Maria’s mom

One of the darlings of the game indeed had to crosses over the mountains and seas [翻山过海] to jump start her career.

The Wimbledon final in 2004 was Maria Sharapova’s coming out party. Unexpectedly the 17-year old found herself on the same court with the six-time grand slam owner Serena Williams. How did she elk outthe two-time defending champion was somewhat drowned in her nonstop thunderous grunts. I did not remember how convincingly she won her first slam: 6–1 and 6–4 (I cheated: googled it) but remembered the comments from the NBC sportscaster Mary Carillo who recounted her journey from Siberia to the sunny Florida.
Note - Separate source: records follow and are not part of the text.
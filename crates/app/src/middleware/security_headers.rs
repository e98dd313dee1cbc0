//! Security headers for an app embedded in the Shopify admin.
//!
//! The admin renders app pages in an iframe, so `X-Frame-Options` cannot be
//! used. Framing is limited with `frame-ancestors` to the shop's own admin
//! and `admin.shopify.com` instead.

use axum::{
    extract::Request,
    http::{
        HeaderName, HeaderValue,
        header::{CONTENT_SECURITY_POLICY, REFERRER_POLICY, X_CONTENT_TYPE_OPTIONS},
    },
    middleware::Next,
    response::Response,
};
use shopi_section_core::ShopDomain;

/// `frame-ancestors` policy for a request, scoped to the shop when known.
#[must_use]
pub fn frame_ancestors(shop: Option<&ShopDomain>) -> String {
    shop.map_or_else(
        || "frame-ancestors https://admin.shopify.com".to_string(),
        |shop| format!("frame-ancestors https://{shop} https://admin.shopify.com"),
    )
}

/// Shop named by the `shop` query parameter, if it is a valid domain.
pub(crate) fn shop_from_query(query: Option<&str>) -> Option<ShopDomain> {
    url::form_urlencoded::parse(query?.as_bytes())
        .find(|(k, _)| k == "shop")
        .and_then(|(_, v)| ShopDomain::parse(&v).ok())
}

/// Add security headers to all responses.
///
/// Headers applied:
/// - `Content-Security-Policy: frame-ancestors ...` - Embedding only by the admin
/// - `X-Content-Type-Options: nosniff` - Prevent MIME sniffing
/// - `Referrer-Policy: strict-origin-when-cross-origin`
/// - `Cache-Control: no-store` - Pages carry shop data
pub async fn security_headers_middleware(request: Request, next: Next) -> Response {
    let shop = shop_from_query(request.uri().query());
    let mut response = next.run(request).await;
    let headers = response.headers_mut();

    if let Ok(policy) = HeaderValue::from_str(&frame_ancestors(shop.as_ref())) {
        headers.insert(CONTENT_SECURITY_POLICY, policy);
    }

    headers.insert(X_CONTENT_TYPE_OPTIONS, HeaderValue::from_static("nosniff"));
    headers.insert(
        REFERRER_POLICY,
        HeaderValue::from_static("strict-origin-when-cross-origin"),
    );
    headers.insert(
        HeaderName::from_static("cache-control"),
        HeaderValue::from_static("no-store"),
    );

    response
}
#[cfg(test)]
#[allow(clippy::unwrap_used)]
mod tests {
    use super::*;
    use crate::config::ShopifyAppConfig;
    use crate::shopify::AdminClient;
    use httpmock::Method::{DELETE, GET, POST, PUT};
    use httpmock::MockServer;
    use secrecy::SecretString;
    use serde_json::json;
    use shopi_section_core::ShopDomain;
    use url::Url;

    fn admin_for(server: &MockServer) -> ShopAdmin {
        let mut config = ShopifyAppConfig::new("client-id", SecretString::from("client-secret"));
        config.endpoint_override = Some(Url::parse(&server.base_url()).unwrap());
        AdminClient::new(&config).shop(
            &ShopDomain::parse("demo.myshopify.com").unwrap(),
            &SecretString::from("shpat_test"),
        )
    }

    async fn mock_metafields(server: &MockServer) {
        server
            .mock_async(|when, then| {
                when.method(POST)
                    .path("/admin/api/2025-01/graphql.json")
                    .body_contains("GetShopMetafield");
                then.status(200).json_body(json!({
                    "data": {"shop": {"id": "gid://shopify/Shop/1", "metafield": null}}
                }));
            })
            .await;
        server
            .mock_async(|when, then| {
                when.method(POST)
                    .path("/admin/api/2025-01/graphql.json")
                    .body_contains("MetafieldsSet");
                then.status(200).json_body(json!({
                    "data": {"metafieldsSet": {
                        "metafields": [{"key": "installed_sections", "namespace": "shopi_section", "value": "[]", "compareDigest": "d1"}],
                        "userErrors": []
                    }}
                }));
            })
            .await;
        server
            .mock_async(|when, then| {
                when.method(GET)
                    .path("/admin/api/2025-01/themes/5/assets.json")
                    .query_param("asset[key]", "templates/index.json");
                then.status(404);
            })
            .await;
    }

    #[tokio::test]
    async fn test_unknown_section_makes_no_calls() {
        let server = MockServer::start_async().await;
        let catch_all = server
            .mock_async(|when, then| {
                when.any_request();
                then.status(500);
            })
            .await;

        let admin = admin_for(&server);
        let locks = ShopLocks::new();
        let err = SectionInstaller::new(&admin, &locks)
            .activate(ThemeId::new(5), "nope")
            .await
            .unwrap_err();

        assert!(matches!(err, SectionError::UnknownSection(_)));
        assert_eq!(catch_all.hits_async().await, 0);
    }

    #[tokio::test]
    async fn test_fallback_version_used_after_404() {
        let server = MockServer::start_async().await;
        let primary = server
            .mock_async(|when, then| {
                when.method(PUT).path("/admin/api/2025-01/themes/5/assets.json");
                then.status(404);
            })
            .await;
        let fallback = server
            .mock_async(|when, then| {
                when.method(PUT).path("/admin/api/2024-10/themes/5/assets.json");
                then.status(200)
                    .json_body(json!({"asset": {"key": "sections/3d-carousel-pro.liquid"}}));
            })
            .await;
        mock_metafields(&server).await;

        let admin = admin_for(&server);
        let locks = ShopLocks::new();
        let activation = SectionInstaller::new(&admin, &locks)
            .activate(ThemeId::new(5), "3d-carousel-pro")
            .await
            .unwrap();

        assert_eq!(activation.upload_method, UploadMethod::RestFallbackVersion);
        assert!(activation.recorded);
        assert!(!activation.placed_on_home);
        primary.assert_hits_async(1).await;
        fallback.assert_hits_async(1).await;
    }

    #[tokio::test]
    async fn test_unauthorized_stops_chain() {
        let server = MockServer::start_async().await;
        let primary = server
            .mock_async(|when, then| {
                when.method(PUT).path("/admin/api/2025-01/themes/5/assets.json");
                then.status(401);
            })
            .await;
        let fallback = server
            .mock_async(|when, then| {
                when.method(PUT).path("/admin/api/2024-10/themes/5/assets.json");
                then.status(200);
            })
            .await;

        let admin = admin_for(&server);
        let locks = ShopLocks::new();
        let err = SectionInstaller::new(&admin, &locks)
            .activate(ThemeId::new(5), "my-custom-section")
            .await
            .unwrap_err();

        assert!(err.requires_reauth());
        primary.assert_hits_async(1).await;
        fallback.assert_hits_async(0).await;
    }

    #[tokio::test]
    async fn test_exhausted_chain_reports_last_error() {
        let server = MockServer::start_async().await;
        server
            .mock_async(|when, then| {
                when.method(PUT);
                then.status(404);
            })
            .await;
        let graphql = server
            .mock_async(|when, then| {
                when.method(POST)
                    .path("/admin/api/2025-01/graphql.json")
                    .body_contains("ThemeFilesUpsert");
                then.status(200).json_body(json!({
                    "data": {"themeFilesUpsert": {
                        "upsertedThemeFiles": [],
                        "userErrors": [{"filename": null, "code": "INVALID", "message": "Filename is invalid"}]
                    }}
                }));
            })
            .await;

        let admin = admin_for(&server);
        let locks = ShopLocks::new();
        let err = SectionInstaller::new(&admin, &locks)
            .activate(ThemeId::new(5), "my-custom-section")
            .await
            .unwrap_err();

        assert!(matches!(
            err,
            SectionError::UploadFailed {
                last: AdminShopifyError::UserError(_)
            }
        ));
        graphql.assert_hits_async(2).await;
    }

    #[tokio::test]
    async fn test_graphql_errors_stop_chain() {
        let server = MockServer::start_async().await;
        server
            .mock_async(|when, then| {
                when.method(PUT);
                then.status(404);
            })
            .await;
        let graphql = server
            .mock_async(|when, then| {
                when.method(POST)
                    .path("/admin/api/2025-01/graphql.json")
                    .body_contains("ThemeFilesUpsert");
                then.status(200).json_body(json!({
                    "errors": [{"message": "Access denied for themeFilesUpsert field."}]
                }));
            })
            .await;

        let admin = admin_for(&server);
        let locks = ShopLocks::new();
        let err = SectionInstaller::new(&admin, &locks)
            .activate(ThemeId::new(5), "my-custom-section")
            .await
            .unwrap_err();

        assert!(matches!(
            err,
            SectionError::Shopify(AdminShopifyError::GraphQL(_))
        ));
        graphql.assert_hits_async(1).await;
    }

    #[tokio::test]
    async fn test_unprocessable_asset_skips_fallback_version() {
        let server = MockServer::start_async().await;
        let primary = server
            .mock_async(|when, then| {
                when.method(PUT).path("/admin/api/2025-01/themes/5/assets.json");
                then.status(422)
                    .json_body(json!({"errors": {"asset": ["Liquid syntax error"]}}));
            })
            .await;
        let fallback = server
            .mock_async(|when, then| {
                when.method(PUT).path("/admin/api/2024-10/themes/5/assets.json");
                then.status(200);
            })
            .await;
        let graphql = server
            .mock_async(|when, then| {
                when.method(POST).body_contains("ThemeFilesUpsert");
                then.status(200);
            })
            .await;

        let admin = admin_for(&server);
        let locks = ShopLocks::new();
        let err = SectionInstaller::new(&admin, &locks)
            .activate(ThemeId::new(5), "my-custom-section")
            .await
            .unwrap_err();

        assert!(matches!(
            err,
            SectionError::Shopify(AdminShopifyError::Status { status: 422, .. })
        ));
        primary.assert_hits_async(1).await;
        fallback.assert_hits_async(0).await;
        graphql.assert_hits_async(0).await;
    }

    #[tokio::test]
    async fn test_deactivate_missing_asset_succeeds() {
        let server = MockServer::start_async().await;
        server
            .mock_async(|when, then| {
                when.method(DELETE).path("/admin/api/2025-01/themes/5/assets.json");
                then.status(404);
            })
            .await;
        let write = server
            .mock_async(|when, then| {
                when.method(POST).body_contains("MetafieldsSet");
                then.status(500);
            })
            .await;
        server
            .mock_async(|when, then| {
                when.method(POST).body_contains("GetShopMetafield");
                then.status(200).json_body(json!({
                    "data": {"shop": {"id": "gid://shopify/Shop/1", "metafield": {
                        "id": "gid://shopify/Metafield/9", "value": "[\"3d-carousel-pro\"]", "compareDigest": "d"
                    }}}
                }));
            })
            .await;
        server
            .mock_async(|when, then| {
                when.method(GET).path("/admin/api/2025-01/themes/5/assets.json");
                then.status(404);
            })
            .await;

        let admin = admin_for(&server);
        let locks = ShopLocks::new();
        let result = SectionInstaller::new(&admin, &locks)
            .deactivate(ThemeId::new(5), "my-custom-section")
            .await
            .unwrap();

        assert!(!result.asset_deleted);
        assert!(!result.unrecorded);
        write.assert_hits_async(0).await;
    }
}
#[cfg(test)]
#[allow(clippy::unwrap_used)]
mod tests {
    use super::*;
    use crate::shopify::WriteCondition;
    use httpmock::Method::{DELETE, GET, POST, PUT};
    use httpmock::MockServer;
    use serde_json::json;

    const TOKEN: &str = "shpat_test_token";

    fn client_for(server: &MockServer) -> AdminClient {
        let mut config = ShopifyAppConfig::new("client-id", SecretString::from("client-secret"));
        config.endpoint_override = Some(Url::parse(&server.base_url()).unwrap());
        AdminClient::new(&config)
    }

    fn shop() -> ShopDomain {
        ShopDomain::parse("test-shop.myshopify.com").unwrap()
    }

    fn admin_for(server: &MockServer) -> ShopAdmin {
        client_for(server).shop(&shop(), &SecretString::from(TOKEN))
    }

    #[test]
    fn test_authorization_url() {
        let config = ShopifyAppConfig::new("client-id", SecretString::from("client-secret"));
        let client = AdminClient::new(&config);
        let url = client.authorization_url(
            &shop(),
            "https://app.example.test/auth/callback",
            &["read_themes".to_string(), "write_themes".to_string()],
            "nonce123",
        );

        assert!(url.starts_with("https://test-shop.myshopify.com/admin/oauth/authorize?"));
        assert!(url.contains("client_id=client-id"));
        assert!(url.contains("scope=read_themes%2Cwrite_themes"));
        assert!(url.contains("redirect_uri=https%3A%2F%2Fapp.example.test%2Fauth%2Fcallback"));
        assert!(url.contains("state=nonce123"));
    }

    #[test]
    fn test_debug_redacts_secrets() {
        let config = ShopifyAppConfig::new("client-id", SecretString::from("client-secret"));
        let client = AdminClient::new(&config);
        let admin = client.shop(&shop(), &SecretString::from(TOKEN));

        assert!(!format!("{client:?}").contains("client-secret"));
        assert!(!format!("{admin:?}").contains(TOKEN));
    }

    #[tokio::test]
    async fn test_list_themes_sends_token() {
        let server = MockServer::start_async().await;
        let mock = server
            .mock_async(|when, then| {
                when.method(GET)
                    .path("/admin/api/2025-01/themes.json")
                    .header(ACCESS_TOKEN_HEADER, TOKEN);
                then.status(200).json_body(json!({
                    "themes": [
                        {"id": 1, "name": "Dawn", "role": "main"},
                        {"id": 2, "name": "Draft", "role": "unpublished"}
                    ]
                }));
            })
            .await;

        let themes = admin_for(&server).list_themes().await.unwrap();

        mock.assert_async().await;
        assert_eq!(themes.len(), 2);
        assert!(themes[0].is_main());
    }

    #[tokio::test]
    async fn test_get_asset_missing_is_none() {
        let server = MockServer::start_async().await;
        server
            .mock_async(|when, then| {
                when.method(GET)
                    .path("/admin/api/2025-01/themes/7/assets.json")
                    .query_param("asset[key]", "sections/missing.liquid");
                then.status(404).json_body(json!({"errors": "Not Found"}));
            })
            .await;

        let key = AssetKey::parse("sections/missing.liquid").unwrap();
        let asset = admin_for(&server)
            .get_asset(ThemeId::new(7), &key)
            .await
            .unwrap();
        assert!(asset.is_none());
    }

    #[tokio::test]
    async fn test_put_asset_uses_requested_version() {
        let server = MockServer::start_async().await;
        let mock = server
            .mock_async(|when, then| {
                when.method(PUT)
                    .path("/admin/api/2024-10/themes/7/assets.json")
                    .body_contains("\"key\":\"sections/a.liquid\"");
                then.status(200).json_body(json!({
                    "asset": {"key": "sections/a.liquid", "theme_id": 7}
                }));
            })
            .await;

        let key = AssetKey::parse("sections/a.liquid").unwrap();
        let asset = admin_for(&server)
            .put_asset_with_version("2024-10", ThemeId::new(7), &key, "<div></div>")
            .await
            .unwrap();

        mock.assert_async().await;
        assert_eq!(asset.key, "sections/a.liquid");
    }

    #[tokio::test]
    async fn test_delete_missing_asset_is_false() {
        let server = MockServer::start_async().await;
        server
            .mock_async(|when, then| {
                when.method(DELETE)
                    .path("/admin/api/2025-01/themes/7/assets.json");
                then.status(404);
            })
            .await;

        let key = AssetKey::parse("sections/a.liquid").unwrap();
        let deleted = admin_for(&server)
            .delete_asset(ThemeId::new(7), &key)
            .await
            .unwrap();
        assert!(!deleted);
    }

    #[tokio::test]
    async fn test_status_mapping() {
        let server = MockServer::start_async().await;
        server
            .mock_async(|when, then| {
                when.method(GET).path("/admin/api/2025-01/themes/1.json");
                then.status(401).body("[API] Invalid API key or access token");
            })
            .await;
        server
            .mock_async(|when, then| {
                when.method(GET).path("/admin/api/2025-01/themes/2.json");
                then.status(429).header("Retry-After", "2.0");
            })
            .await;
        server
            .mock_async(|when, then| {
                when.method(GET).path("/admin/api/2025-01/themes/3.json");
                then.status(503).body("unavailable");
            })
            .await;

        let admin = admin_for(&server);
        let err = admin.get_theme(ThemeId::new(1)).await.unwrap_err();
        assert!(matches!(err, AdminShopifyError::Unauthorized(_)));
        assert!(err.requires_reauth());

        let err = admin.get_theme(ThemeId::new(2)).await.unwrap_err();
        assert!(matches!(err, AdminShopifyError::RateLimited(2)));

        let err = admin.get_theme(ThemeId::new(3)).await.unwrap_err();
        assert!(matches!(
            err,
            AdminShopifyError::Status { status: 503, .. }
        ));
    }

    #[tokio::test]
    async fn test_metafields_set_stale_digest() {
        let server = MockServer::start_async().await;
        server
            .mock_async(|when, then| {
                when.method(POST)
                    .path("/admin/api/2025-01/graphql.json")
                    .body_contains("MetafieldsSet");
                then.status(200).json_body(json!({
                    "data": {
                        "metafieldsSet": {
                            "metafields": [],
                            "userErrors": [{
                                "field": ["metafields", "0", "compareDigest"],
                                "message": "The resource has been updated since it was loaded.",
                                "code": "STALE_OBJECT"
                            }]
                        }
                    }
                }));
            })
            .await;

        let err = admin_for(&server)
            .metafields_set(MetafieldWrite {
                owner_id: "gid://shopify/Shop/1",
                namespace: "shopi_section",
                key: "installed_sections",
                value: "[]".to_string(),
                condition: WriteCondition::Digest("old".to_string()),
            })
            .await
            .unwrap_err();

        assert!(matches!(err, AdminShopifyError::StaleMetafield(_)));
    }

    #[tokio::test]
    async fn test_graphql_errors_surface() {
        let server = MockServer::start_async().await;
        server
            .mock_async(|when, then| {
                when.method(POST).path("/admin/api/2025-01/graphql.json");
                then.status(200).json_body(json!({
                    "errors": [{"message": "Access denied for themeFilesUpsert field."}]
                }));
            })
            .await;

        let err = admin_for(&server)
            .theme_files_upsert(ThemeId::new(7), "sections/a.liquid", "x")
            .await
            .unwrap_err();

        assert!(matches!(err, AdminShopifyError::GraphQL(_)));
        assert!(err.to_string().contains("Access denied"));
    }

    #[tokio::test]
    async fn test_shop_metafield_absent() {
        let server = MockServer::start_async().await;
        server
            .mock_async(|when, then| {
                when.method(POST)
                    .path("/admin/api/2025-01/graphql.json")
                    .header(ACCESS_TOKEN_HEADER, TOKEN);
                then.status(200).json_body(json!({
                    "data": {"shop": {"id": "gid://shopify/Shop/1", "metafield": null}}
                }));
            })
            .await;

        let result = admin_for(&server)
            .shop_metafield("shopi_section", "carousel_data")
            .await
            .unwrap();

        assert_eq!(result.shop_id, "gid://shopify/Shop/1");
        assert!(result.metafield.is_none());
    }
}
//! Unwrapped recipient key.

use std::fmt;
use std::sync::Arc;

use rsa::pkcs8::DecodePrivateKey;
use rsa::traits::PublicKeyParts;
use rsa::{Oaep, RsaPrivateKey, RsaPublicKey};
use sha2::Sha256;
use zeroize::Zeroizing;

use crate::crypto::RSA_MODULUS_LEN;
use crate::error::{Error, Result};

/// An RSA private key usable only for RSA-OAEP (SHA-256) decryption.
///
/// There is no way to read the private key material back out. Cloning is
/// cheap and shares the same key.
#[derive(Clone)]
pub struct PrivateKeyHandle {
    key: Arc<RsaPrivateKey>,
}

impl PrivateKeyHandle {
    /// Import a PKCS#8 DER encoded RSA key with a 3072-bit modulus.
    pub(crate) fn from_pkcs8_der(der: &[u8]) -> Result<Self> {
        let key = RsaPrivateKey::from_pkcs8_der(der)
            .map_err(|e| Error::KeyImport(format!("not a PKCS#8 RSA private key: {e}")))?;

        if key.size() != RSA_MODULUS_LEN {
            return Err(Error::KeyImport(format!(
                "expected a {}-bit modulus, got {} bits",
                RSA_MODULUS_LEN * 8,
                key.n().bits()
            )));
        }

        key.validate()
            .map_err(|e| Error::KeyImport(format!("inconsistent RSA key: {e}")))?;

        Ok(Self { key: Arc::new(key) })
    }

    pub(crate) fn decrypt_oaep(&self, ciphertext: &[u8]) -> Result<Zeroizing<Vec<u8>>> {
        self.key
            .decrypt(Oaep::new::<Sha256>(), ciphertext)
            .map(Zeroizing::new)
            .map_err(|_| Error::Decryption)
    }

    /// The matching public key, for sealing data to this recipient.
    pub fn public_key(&self) -> RsaPublicKey {
        self.key.to_public_key()
    }
}

impl fmt::Debug for PrivateKeyHandle {
    fn fmt(&self, f: &mut fmt::Formatter<'_>) -> fmt::Result {
        f.debug_struct("PrivateKeyHandle")
            .field("bits", &(self.key.size() * 8))
            .finish_non_exhaustive()
    }
}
Her repeat fanning of Maria’s separation from her mother for two years in order to pursue her career left me bemused:

“She came with her father from Siberia and did not see her mom for t-w-o y-e-a-r-s. She was only seven years old!” The seasoned commentator stressed it r-e-p-e-a-t-e-d-l-y and would resume repeating it many more times at a few subsequent tournaments when Sharapova played. I was a little dumbfounded.

Really Mary?

What was so hard being separated from your mother?

Two years away from her mother, with her loving Dad, was hard to endure? Is it the American entitlement or American’s family value at it fullest?